Origami-based Zygote structure enables pluripotent shape-transforming deployable structure

TL;DR

This paper introduces a novel algorithmic framework inspired by biological pluripotency, enabling a compact initial structure to transform into diverse complex 3-D shapes for deployable structures and robots.

Contribution

It presents a new stacking algorithm that encodes shape transformations, allowing a simple structure to evolve into arbitrary 3-D forms using programmable connection paths.

Findings

Successfully demonstrated shape transformation with spring hinges.

Achieved large structure fabrication in smaller workspace.

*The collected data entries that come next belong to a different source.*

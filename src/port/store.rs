//! Slippage store port.

use std::collections::HashMap;

use async_trait::async_trait;
use rust_decimal::Decimal;
use tokio::sync::mpsc;

use crate::domain::{Leg, PoolId};
use crate::error::Result;

/// A pushed change to one pool's slippage factor pair.
#[derive(Debug, Clone)]
pub struct SlippageUpdate {
    pub pool: PoolId,
    pub factors: [Decimal; 2],
}

/// Persistent backing store for slippage factors.
///
/// The in-memory [`SlippageModel`](crate::state::SlippageModel) is a cache
/// over this store with last-write-wins semantics between the recalibrator
/// and the change subscription.
#[async_trait]
pub trait SlippageStore: Send + Sync {
    /// One-shot full read. Pools absent here fall back to the model default.
    async fn load_all(&self) -> Result<HashMap<PoolId, [Decimal; 2]>>;

    /// Merge one (pool, leg) factor into the store.
    async fn merge(&self, pool: &PoolId, leg: Leg, factor: Decimal) -> Result<()>;

    /// Stream of externally-written factor changes.
    async fn subscribe(&self) -> Result<mpsc::Receiver<SlippageUpdate>>;
}
//! Feedback from realized fills into the slippage model and backing store.

use std::sync::Arc;

use rust_decimal::Decimal;
use tracing::warn;

use crate::domain::{Leg, PoolId};
use crate::port::SlippageStore;
use crate::state::SlippageModel;

/// Writes corrected slippage factors wherever realized execution quality
/// diverged from the estimate.
pub struct Recalibrator {
    model: Arc<SlippageModel>,
    store: Arc<dyn SlippageStore>,
}

impl Recalibrator {
    pub fn new(model: Arc<SlippageModel>, store: Arc<dyn SlippageStore>) -> Self {
        Self { model, store }
    }

    /// Overwrite the factor for `(pool, leg)` with `realized / estimated`.
    ///
    /// The write is unconditional: the newest observation replaces the
    /// stored factor outright, no smoothing. Store failures are logged and
    /// swallowed; the in-memory model has already been updated.
    pub async fn apply(&self, pool: &PoolId, leg: Leg, realized: Decimal, estimated: Decimal) {
        if estimated.is_zero() {
            warn!(pool = %pool, leg = leg.index(), "Skipping recalibration with zero estimate");
            return;
        }

        let old = self.model.factor(pool, leg);
        let should_be = realized / estimated;

        warn!(
            pool = %pool,
            leg = leg.index(),
            old_slippage = %old,
            new_slippage = %should_be,
            realized = %realized,
            estimated = %estimated,
            "Recalibrating slippage factor"
        );

        self.model.apply_update(pool, leg, should_be);

        if let Err(e) = self.store.merge(pool, leg, should_be).await {
            warn!(pool = %pool, leg = leg.index(), error = %e, "Slippage store merge failed");
        }
    }
}
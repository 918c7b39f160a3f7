//! The slippage model: per pool and per leg position, the fraction of the
//! quoted rate actually realized in past executions.

use std::collections::HashMap;

use parking_lot::RwLock;
use rust_decimal::Decimal;

use crate::domain::{Leg, PoolId};

/// In-memory cache of slippage factors, keyed by pool id.
///
/// Values flow in from the backing store (initial load and change
/// subscription) and from the recalibrator; last write wins from either
/// source. Unseen pools default to `1 - starting_slippage`.
pub struct SlippageModel {
    factors: RwLock<HashMap<PoolId, [Decimal; 2]>>,
    default_factor: Decimal,
}

impl SlippageModel {
    pub fn new(starting_slippage: Decimal) -> Self {
        Self {
            factors: RwLock::new(HashMap::new()),
            default_factor: Decimal::ONE - starting_slippage,
        }
    }

    pub fn default_factor(&self) -> Decimal {
        self.default_factor
    }

    /// Seed the default pair for a pool seen for the first time.
    pub fn ensure(&self, pool: &PoolId) {
        self.factors
            .write()
            .entry(pool.clone())
            .or_insert([self.default_factor, self.default_factor]);
    }

    /// Current factor for one (pool, leg position).
    pub fn factor(&self, pool: &PoolId, leg: Leg) -> Decimal {
        self.factors
            .read()
            .get(pool)
            .map(|pair| pair[leg.index()])
            .unwrap_or(self.default_factor)
    }

    /// Overwrite one (pool, leg position) factor. Unconditional replacement,
    /// no smoothing.
    pub fn apply_update(&self, pool: &PoolId, leg: Leg, factor: Decimal) {
        let mut factors = self.factors.write();
        let pair = factors
            .entry(pool.clone())
            .or_insert([self.default_factor, self.default_factor]);
        pair[leg.index()] = factor;
    }

    /// Replace both factors for a pool, as delivered by the backing store.
    pub fn apply_pair(&self, pool: &PoolId, pair: [Decimal; 2]) {
        self.factors.write().insert(pool.clone(), pair);
    }

    /// Copy-on-read snapshot of the whole model, taken once per attempt so
    /// concurrent recalibration cannot corrupt a single attempt's math.
    pub fn snapshot(&self) -> SlippageSnapshot {
        SlippageSnapshot {
            factors: self.factors.read().clone(),
            default_factor: self.default_factor,
        }
    }
}

/// An immutable point-in-time copy of the slippage model.
#[derive(Debug, Clone)]
pub struct SlippageSnapshot {
    factors: HashMap<PoolId, [Decimal; 2]>,
    default_factor: Decimal,
}

impl SlippageSnapshot {
    pub fn factor(&self, pool: &PoolId, leg: Leg) -> Decimal {
        self.factors
            .get(pool)
            .map(|pair| pair[leg.index()])
            .unwrap_or(self.default_factor)
    }

    /// Iterate (pool, [leg0, leg1]) pairs, for the per-tick table.
    pub fn iter(&self) -> impl Iterator<Item = (&PoolId, &[Decimal; 2])> {
        self.factors.iter()
    }

    pub fn len(&self) -> usize {
        self.factors.len()
    }

    pub fn is_empty(&self) -> bool {
        self.factors.is_empty()
    }
}

#[cfg(test)]
mod tests {
    use super::*;
    use rust_decimal_macros::dec;

    #[test]
    fn unseen_pool_gets_default_factor() {
        let model = SlippageModel::new(dec!(0));
        let pool = PoolId::from("ORCA_USDC_ETH");
        assert_eq!(model.factor(&pool, Leg::First), dec!(1));
        assert_eq!(model.factor(&pool, Leg::Second), dec!(1));
    }

    #[test]
    fn starting_slippage_shifts_default() {
        let model = SlippageModel::new(dec!(0.01));
        let pool = PoolId::from("ORCA_USDC_ETH");
        assert_eq!(model.factor(&pool, Leg::First), dec!(0.99));
    }

    #[test]
    fn update_is_per_leg() {
        let model = SlippageModel::new(dec!(0));
        let pool = PoolId::from("ORCA_USDC_ETH");

        model.apply_update(&pool, Leg::Second, dec!(0.95));

        assert_eq!(model.factor(&pool, Leg::First), dec!(1));
        assert_eq!(model.factor(&pool, Leg::Second), dec!(0.95));
    }

    #[test]
    fn snapshot_is_immune_to_later_updates() {
        let model = SlippageModel::new(dec!(0));
        let pool = PoolId::from("ORCA_USDC_ETH");
        model.apply_update(&pool, Leg::First, dec!(0.98));

        let snapshot = model.snapshot();
        model.apply_update(&pool, Leg::First, dec!(0.5));

        assert_eq!(snapshot.factor(&pool, Leg::First), dec!(0.98));
        assert_eq!(model.factor(&pool, Leg::First), dec!(0.5));
    }

    #[test]
    fn repeated_identical_updates_are_idempotent() {
        let model = SlippageModel::new(dec!(0));
        let pool = PoolId::from("RAYDIUM_USDC_SOL");

        model.apply_update(&pool, Leg::First, dec!(0.95));
        model.apply_update(&pool, Leg::First, dec!(0.95));

        assert_eq!(model.factor(&pool, Leg::First), dec!(0.95));
    }
}
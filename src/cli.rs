//! Command-line surface.

use std::path::PathBuf;

use clap::Parser;
use rust_decimal::Decimal;

use crate::config::Config;

/// Two-hop DEX arbitrage engine with slippage auto-calibration.
#[derive(Debug, Parser)]
#[command(name = "solarb", version, about)]
pub struct Cli {
    /// Anchor token to cycle through (defaults to the configured stablecoin).
    pub anchor: Option<String>,

    /// Starting notional bet size in anchor units.
    pub bet: Option<Decimal>,

    /// Promote unprofitable routes to simulate-only runs that keep the
    /// slippage model calibrated without spending capital.
    #[arg(long)]
    pub calibrate: bool,

    /// Path to the configuration file.
    #[arg(long, default_value = "config.toml")]
    pub config: PathBuf,
}

impl Cli {
    /// Fold CLI overrides into the loaded configuration.
    pub fn apply(&self, config: &mut Config) {
        if let Some(anchor) = &self.anchor {
            config.anchor = anchor.clone();
        }
        if let Some(bet) = self.bet {
            config.starting_bet = bet;
        }
        if self.calibrate {
            config.engine.calibration_mode = true;
        }
    }
}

Validated concept with thermally actuated SMA hinges.

Abstract

We propose an algorithmic framework of a pluripotent structure evolving from a simple compact structure into diverse complex 3-D structures for designing the shape transformable, reconfigurable, and deployable structures and robots. Our algorithmic approach suggests a way of transforming a compact structure consisting of uniform building blocks into a large, desired 3-D shape. Analogous to the pluripotent stem cells that can grow into a preprogrammed shape according to coded information, which we call DNA, compactly stacked panels named the zygote structure can evolve into arbitrary 3-D structures by programming their connection path. Our stacking algorithm obtains this coded sequence by inversely stacking the voxelized surface of the desired structure into a tree. Applying the connection path obtained by the stacking algorithm, the compactly stacked panels named the zygote structure can be deployed into diverse large 3-D structures. We conceptually demonstrated our pluripotent evolving structure by energy releasing commercial spring hinges and thermally actuated shape memory alloy (SMA) hinges, respectively. We also show that the proposed concept enables the fabrication of large structures in a significantly smaller workspace.